▶ Activity:
I need the lines below from the one with "#![allow(dead_code)]" down to the one with "definition and rows." reproduced exactly, both ends included, and nothing else.

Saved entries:
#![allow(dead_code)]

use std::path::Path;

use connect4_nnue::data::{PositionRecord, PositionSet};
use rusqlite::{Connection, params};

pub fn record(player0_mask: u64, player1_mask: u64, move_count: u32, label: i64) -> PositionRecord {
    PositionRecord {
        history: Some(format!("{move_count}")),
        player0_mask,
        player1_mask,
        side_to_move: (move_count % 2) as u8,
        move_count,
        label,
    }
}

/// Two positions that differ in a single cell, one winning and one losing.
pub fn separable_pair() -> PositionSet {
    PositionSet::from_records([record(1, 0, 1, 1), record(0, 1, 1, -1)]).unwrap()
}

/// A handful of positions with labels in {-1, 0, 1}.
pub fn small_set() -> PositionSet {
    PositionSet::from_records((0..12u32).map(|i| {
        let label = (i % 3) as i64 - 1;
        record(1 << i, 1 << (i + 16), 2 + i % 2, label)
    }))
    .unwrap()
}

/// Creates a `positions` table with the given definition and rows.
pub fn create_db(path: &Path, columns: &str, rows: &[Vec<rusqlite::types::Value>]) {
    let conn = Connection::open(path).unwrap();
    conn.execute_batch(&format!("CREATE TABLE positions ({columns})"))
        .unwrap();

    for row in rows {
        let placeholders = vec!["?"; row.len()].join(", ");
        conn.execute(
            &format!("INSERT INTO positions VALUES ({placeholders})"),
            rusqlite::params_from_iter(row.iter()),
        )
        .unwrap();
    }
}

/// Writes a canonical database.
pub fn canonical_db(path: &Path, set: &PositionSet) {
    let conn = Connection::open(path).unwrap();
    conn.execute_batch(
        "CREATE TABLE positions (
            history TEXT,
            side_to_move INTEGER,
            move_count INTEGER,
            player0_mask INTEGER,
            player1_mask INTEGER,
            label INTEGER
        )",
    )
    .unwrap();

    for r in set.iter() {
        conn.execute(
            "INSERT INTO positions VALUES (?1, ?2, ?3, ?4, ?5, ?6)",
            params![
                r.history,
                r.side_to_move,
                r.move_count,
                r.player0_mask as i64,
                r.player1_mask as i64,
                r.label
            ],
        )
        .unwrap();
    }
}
==
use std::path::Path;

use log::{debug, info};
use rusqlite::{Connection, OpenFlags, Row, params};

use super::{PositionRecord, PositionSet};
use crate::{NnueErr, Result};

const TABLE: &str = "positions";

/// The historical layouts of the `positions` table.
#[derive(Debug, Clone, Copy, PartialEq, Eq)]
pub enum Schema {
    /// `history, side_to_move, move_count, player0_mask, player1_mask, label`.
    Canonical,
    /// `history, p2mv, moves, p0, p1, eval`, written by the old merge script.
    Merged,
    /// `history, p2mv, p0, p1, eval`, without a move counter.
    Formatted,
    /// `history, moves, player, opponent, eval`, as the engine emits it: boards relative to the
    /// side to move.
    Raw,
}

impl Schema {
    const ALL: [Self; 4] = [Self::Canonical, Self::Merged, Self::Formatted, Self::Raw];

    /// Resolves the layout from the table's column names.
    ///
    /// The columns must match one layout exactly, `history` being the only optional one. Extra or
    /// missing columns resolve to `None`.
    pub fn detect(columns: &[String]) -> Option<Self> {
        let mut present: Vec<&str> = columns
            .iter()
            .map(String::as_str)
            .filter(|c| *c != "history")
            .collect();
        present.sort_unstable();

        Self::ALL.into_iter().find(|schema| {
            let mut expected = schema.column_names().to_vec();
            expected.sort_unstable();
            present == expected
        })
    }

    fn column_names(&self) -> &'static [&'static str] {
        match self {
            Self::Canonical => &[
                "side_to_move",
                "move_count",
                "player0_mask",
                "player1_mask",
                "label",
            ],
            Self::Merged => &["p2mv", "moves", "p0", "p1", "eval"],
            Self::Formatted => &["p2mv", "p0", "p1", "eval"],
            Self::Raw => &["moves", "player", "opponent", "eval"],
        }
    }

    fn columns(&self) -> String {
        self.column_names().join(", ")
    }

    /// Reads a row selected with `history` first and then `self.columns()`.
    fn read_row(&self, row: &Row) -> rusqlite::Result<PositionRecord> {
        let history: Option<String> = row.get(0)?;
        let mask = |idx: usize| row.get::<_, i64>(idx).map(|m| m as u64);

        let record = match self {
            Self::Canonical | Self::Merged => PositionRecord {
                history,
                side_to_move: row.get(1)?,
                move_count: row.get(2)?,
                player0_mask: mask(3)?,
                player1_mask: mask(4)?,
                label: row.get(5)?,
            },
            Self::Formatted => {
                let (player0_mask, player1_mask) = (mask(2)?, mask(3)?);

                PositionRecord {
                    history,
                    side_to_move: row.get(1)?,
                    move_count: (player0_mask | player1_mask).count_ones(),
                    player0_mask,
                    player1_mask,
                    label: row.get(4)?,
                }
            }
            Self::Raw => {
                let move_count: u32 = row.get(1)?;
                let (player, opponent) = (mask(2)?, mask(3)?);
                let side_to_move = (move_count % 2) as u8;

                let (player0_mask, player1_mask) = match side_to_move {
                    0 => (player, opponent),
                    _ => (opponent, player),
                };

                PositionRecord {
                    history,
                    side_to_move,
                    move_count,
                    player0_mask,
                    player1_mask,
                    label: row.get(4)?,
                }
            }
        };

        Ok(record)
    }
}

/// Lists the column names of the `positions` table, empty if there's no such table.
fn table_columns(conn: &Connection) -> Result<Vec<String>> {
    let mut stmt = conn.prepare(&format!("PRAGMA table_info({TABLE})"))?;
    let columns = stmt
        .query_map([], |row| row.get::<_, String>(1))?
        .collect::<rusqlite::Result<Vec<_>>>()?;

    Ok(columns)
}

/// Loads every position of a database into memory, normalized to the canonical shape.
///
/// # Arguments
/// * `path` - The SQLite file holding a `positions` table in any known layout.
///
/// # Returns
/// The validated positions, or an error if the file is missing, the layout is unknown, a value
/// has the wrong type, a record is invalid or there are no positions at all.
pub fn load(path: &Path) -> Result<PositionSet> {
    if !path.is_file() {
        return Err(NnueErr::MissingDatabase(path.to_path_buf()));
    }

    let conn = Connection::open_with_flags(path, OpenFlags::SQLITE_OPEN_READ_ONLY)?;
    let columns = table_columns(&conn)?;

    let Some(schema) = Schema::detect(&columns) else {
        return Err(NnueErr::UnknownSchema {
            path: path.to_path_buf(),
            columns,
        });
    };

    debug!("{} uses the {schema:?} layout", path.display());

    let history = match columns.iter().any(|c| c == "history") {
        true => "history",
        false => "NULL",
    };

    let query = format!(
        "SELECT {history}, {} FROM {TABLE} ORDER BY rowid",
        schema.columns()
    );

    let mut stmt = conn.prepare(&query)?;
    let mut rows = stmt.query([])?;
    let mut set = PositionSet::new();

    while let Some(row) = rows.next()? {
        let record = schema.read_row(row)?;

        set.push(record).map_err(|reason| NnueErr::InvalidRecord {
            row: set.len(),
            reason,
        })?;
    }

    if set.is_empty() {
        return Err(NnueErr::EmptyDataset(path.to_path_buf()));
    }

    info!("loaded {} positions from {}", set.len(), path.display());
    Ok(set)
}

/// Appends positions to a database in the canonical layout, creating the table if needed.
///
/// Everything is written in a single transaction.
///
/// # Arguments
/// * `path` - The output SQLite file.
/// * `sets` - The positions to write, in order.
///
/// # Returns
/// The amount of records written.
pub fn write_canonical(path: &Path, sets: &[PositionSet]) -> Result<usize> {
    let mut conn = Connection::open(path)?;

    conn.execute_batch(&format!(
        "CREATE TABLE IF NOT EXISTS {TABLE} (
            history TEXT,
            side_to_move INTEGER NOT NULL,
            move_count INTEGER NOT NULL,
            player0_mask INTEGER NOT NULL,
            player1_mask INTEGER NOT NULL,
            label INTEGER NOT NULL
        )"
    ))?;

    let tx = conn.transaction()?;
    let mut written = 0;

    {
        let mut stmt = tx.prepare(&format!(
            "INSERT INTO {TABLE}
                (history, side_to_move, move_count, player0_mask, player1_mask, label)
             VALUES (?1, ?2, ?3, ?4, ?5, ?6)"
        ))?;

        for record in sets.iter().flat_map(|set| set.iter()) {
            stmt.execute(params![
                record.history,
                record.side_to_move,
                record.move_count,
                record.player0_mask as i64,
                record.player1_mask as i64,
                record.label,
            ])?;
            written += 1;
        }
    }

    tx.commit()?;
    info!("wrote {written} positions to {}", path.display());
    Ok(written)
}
--
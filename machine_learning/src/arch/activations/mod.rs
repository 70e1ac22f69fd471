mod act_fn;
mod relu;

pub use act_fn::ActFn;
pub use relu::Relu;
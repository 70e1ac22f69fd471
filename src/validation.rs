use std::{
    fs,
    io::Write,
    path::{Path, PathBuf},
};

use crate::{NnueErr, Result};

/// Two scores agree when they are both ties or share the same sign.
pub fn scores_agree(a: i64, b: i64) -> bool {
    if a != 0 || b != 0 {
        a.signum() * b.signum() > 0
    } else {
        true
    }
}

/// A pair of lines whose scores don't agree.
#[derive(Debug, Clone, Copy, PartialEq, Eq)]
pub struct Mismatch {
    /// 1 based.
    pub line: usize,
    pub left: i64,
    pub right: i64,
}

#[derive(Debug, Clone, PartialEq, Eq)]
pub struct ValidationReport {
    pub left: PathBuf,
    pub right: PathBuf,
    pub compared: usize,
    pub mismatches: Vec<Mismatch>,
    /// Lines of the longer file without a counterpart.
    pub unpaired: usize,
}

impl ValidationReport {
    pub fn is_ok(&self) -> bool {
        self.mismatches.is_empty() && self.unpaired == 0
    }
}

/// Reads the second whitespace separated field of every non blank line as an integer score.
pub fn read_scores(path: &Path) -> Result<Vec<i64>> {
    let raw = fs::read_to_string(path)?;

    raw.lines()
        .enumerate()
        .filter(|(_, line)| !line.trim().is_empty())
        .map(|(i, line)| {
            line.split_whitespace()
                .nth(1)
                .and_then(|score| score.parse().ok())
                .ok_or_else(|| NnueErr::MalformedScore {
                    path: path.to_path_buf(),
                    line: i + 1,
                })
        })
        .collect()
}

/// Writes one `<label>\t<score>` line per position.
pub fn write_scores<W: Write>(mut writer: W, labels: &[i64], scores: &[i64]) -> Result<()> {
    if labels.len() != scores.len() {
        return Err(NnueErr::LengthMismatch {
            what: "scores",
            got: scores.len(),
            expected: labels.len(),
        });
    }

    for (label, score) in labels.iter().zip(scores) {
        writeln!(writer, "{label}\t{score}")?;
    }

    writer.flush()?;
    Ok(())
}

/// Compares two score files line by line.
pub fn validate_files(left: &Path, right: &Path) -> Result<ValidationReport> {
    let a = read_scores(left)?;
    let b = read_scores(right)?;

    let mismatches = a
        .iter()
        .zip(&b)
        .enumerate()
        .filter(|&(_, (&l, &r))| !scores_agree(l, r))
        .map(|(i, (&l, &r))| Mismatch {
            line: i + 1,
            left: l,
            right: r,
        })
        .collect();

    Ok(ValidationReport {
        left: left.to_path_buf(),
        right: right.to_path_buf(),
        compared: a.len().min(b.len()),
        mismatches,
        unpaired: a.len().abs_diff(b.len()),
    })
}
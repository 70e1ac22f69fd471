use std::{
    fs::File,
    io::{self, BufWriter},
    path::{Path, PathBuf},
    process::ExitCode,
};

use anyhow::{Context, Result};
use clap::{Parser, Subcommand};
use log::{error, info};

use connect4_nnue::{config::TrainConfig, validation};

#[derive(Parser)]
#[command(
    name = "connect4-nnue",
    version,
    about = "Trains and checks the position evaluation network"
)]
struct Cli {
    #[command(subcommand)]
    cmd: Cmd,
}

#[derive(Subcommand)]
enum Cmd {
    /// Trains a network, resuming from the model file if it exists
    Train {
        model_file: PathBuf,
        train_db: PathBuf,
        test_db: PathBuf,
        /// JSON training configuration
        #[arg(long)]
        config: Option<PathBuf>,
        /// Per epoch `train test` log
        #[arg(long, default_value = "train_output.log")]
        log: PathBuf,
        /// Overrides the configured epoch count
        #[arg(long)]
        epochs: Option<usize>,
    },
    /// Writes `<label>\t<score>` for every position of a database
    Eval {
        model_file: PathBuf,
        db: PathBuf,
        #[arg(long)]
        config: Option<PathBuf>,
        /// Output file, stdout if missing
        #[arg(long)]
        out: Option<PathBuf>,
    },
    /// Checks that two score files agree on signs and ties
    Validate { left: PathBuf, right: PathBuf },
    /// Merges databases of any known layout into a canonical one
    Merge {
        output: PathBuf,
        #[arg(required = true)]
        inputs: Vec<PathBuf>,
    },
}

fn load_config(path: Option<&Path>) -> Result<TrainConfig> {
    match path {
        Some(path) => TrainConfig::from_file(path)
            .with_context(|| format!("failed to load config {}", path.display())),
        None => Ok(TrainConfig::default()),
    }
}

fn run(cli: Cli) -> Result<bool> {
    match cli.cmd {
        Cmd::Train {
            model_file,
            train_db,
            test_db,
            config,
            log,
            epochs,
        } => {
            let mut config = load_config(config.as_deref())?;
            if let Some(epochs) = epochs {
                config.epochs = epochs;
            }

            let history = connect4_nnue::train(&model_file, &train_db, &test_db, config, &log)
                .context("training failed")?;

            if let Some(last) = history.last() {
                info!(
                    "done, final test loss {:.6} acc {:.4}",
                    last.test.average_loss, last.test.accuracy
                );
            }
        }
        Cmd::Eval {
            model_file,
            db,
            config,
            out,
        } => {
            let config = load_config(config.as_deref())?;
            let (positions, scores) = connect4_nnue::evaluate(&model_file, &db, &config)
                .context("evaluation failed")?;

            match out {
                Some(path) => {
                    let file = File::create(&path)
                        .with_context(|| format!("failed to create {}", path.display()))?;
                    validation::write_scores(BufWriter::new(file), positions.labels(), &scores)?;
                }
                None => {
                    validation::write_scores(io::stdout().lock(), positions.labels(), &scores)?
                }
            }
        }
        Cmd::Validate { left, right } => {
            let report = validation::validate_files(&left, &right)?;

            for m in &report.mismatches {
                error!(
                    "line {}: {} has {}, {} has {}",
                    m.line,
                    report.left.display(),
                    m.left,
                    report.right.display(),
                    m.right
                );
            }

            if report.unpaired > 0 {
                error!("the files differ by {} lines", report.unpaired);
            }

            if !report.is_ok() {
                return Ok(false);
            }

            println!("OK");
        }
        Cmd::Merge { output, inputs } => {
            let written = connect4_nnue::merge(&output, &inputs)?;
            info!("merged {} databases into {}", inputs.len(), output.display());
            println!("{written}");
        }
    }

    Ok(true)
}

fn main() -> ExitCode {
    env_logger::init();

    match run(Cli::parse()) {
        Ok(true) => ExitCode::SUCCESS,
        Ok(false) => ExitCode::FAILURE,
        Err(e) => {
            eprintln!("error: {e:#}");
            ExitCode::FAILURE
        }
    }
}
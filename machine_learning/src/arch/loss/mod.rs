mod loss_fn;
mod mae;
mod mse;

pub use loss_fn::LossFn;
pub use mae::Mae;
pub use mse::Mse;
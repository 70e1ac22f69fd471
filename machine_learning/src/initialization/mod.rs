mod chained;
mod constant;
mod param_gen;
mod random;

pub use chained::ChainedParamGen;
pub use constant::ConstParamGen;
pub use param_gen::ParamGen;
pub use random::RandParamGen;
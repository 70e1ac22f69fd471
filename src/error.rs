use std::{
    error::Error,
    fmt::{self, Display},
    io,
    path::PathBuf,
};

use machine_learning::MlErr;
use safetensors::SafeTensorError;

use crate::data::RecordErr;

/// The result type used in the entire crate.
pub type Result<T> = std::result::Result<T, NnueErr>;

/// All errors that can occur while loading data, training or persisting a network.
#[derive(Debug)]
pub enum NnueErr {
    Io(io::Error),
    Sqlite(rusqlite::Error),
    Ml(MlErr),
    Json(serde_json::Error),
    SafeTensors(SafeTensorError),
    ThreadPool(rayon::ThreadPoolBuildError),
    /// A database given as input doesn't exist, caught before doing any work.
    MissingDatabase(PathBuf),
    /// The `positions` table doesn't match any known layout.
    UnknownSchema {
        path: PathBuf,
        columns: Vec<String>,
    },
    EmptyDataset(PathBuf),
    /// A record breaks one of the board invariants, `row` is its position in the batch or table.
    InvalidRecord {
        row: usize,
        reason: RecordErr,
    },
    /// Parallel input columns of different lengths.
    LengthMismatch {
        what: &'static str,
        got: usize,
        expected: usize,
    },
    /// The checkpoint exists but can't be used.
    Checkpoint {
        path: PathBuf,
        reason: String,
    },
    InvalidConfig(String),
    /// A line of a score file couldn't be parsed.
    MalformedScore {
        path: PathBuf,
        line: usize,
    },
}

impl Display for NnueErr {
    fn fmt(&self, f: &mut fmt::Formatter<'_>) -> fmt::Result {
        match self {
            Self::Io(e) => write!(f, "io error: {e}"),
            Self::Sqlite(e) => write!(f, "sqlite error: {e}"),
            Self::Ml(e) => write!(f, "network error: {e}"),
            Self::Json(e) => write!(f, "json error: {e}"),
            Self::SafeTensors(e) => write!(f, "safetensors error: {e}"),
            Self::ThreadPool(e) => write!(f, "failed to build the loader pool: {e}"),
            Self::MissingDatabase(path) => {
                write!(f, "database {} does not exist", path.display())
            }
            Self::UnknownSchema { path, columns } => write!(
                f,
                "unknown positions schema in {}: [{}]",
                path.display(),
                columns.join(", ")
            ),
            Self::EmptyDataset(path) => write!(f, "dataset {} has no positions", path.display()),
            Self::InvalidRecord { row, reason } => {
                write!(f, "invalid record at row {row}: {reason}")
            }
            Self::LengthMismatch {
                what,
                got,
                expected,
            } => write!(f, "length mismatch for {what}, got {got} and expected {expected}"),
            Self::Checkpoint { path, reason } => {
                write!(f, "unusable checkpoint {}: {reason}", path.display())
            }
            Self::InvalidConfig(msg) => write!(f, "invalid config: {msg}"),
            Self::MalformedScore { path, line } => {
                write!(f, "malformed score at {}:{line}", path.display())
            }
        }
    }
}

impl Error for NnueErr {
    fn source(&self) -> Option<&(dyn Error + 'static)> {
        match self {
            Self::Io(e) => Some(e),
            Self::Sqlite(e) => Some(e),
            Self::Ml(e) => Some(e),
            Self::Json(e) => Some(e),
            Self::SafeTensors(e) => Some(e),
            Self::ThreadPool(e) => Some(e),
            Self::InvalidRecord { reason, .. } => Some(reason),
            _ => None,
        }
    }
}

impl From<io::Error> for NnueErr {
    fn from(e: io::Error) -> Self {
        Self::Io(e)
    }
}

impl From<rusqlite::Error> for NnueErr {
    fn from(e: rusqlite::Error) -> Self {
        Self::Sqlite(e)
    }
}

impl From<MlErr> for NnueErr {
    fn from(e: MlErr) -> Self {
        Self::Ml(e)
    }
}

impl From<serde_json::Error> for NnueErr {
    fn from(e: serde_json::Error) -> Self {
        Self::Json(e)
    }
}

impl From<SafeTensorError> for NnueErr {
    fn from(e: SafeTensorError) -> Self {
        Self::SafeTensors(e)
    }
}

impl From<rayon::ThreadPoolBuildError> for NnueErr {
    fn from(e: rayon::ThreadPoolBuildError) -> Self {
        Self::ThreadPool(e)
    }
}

▶ Task output:
#![allow(dead_code)]

use std::path::Path;

use connect4_nnue::data::{PositionRecord, PositionSet};
use rusqlite::{Connection, params};

pub fn record(player0_mask: u64, player1_mask: u64, move_count: u32, label: i64) -> PositionRecord {
    PositionRecord {
        history: Some(format!("{move_count}")),
        player0_mask,
        player1_mask,
        side_to_move: (move_count % 2) as u8,
        move_count,
        label,
    }
}

/// Two positions that differ in a single cell, one winning and one losing.
pub fn separable_pair() -> PositionSet {
    PositionSet::from_records([record(1, 0, 1, 1), record(0, 1, 1, -1)]).unwrap()
}

/// A handful of positions with labels in {-1, 0, 1}.
pub fn small_set() -> PositionSet {
    PositionSet::from_records((0..12u32).map(|i| {
        let label = (i % 3) as i64 - 1;
        record(1 << i, 1 << (i + 16), 2 + i % 2, label)
    }))
    .unwrap()
}

/// Creates a `positions` table with the given definition and rows.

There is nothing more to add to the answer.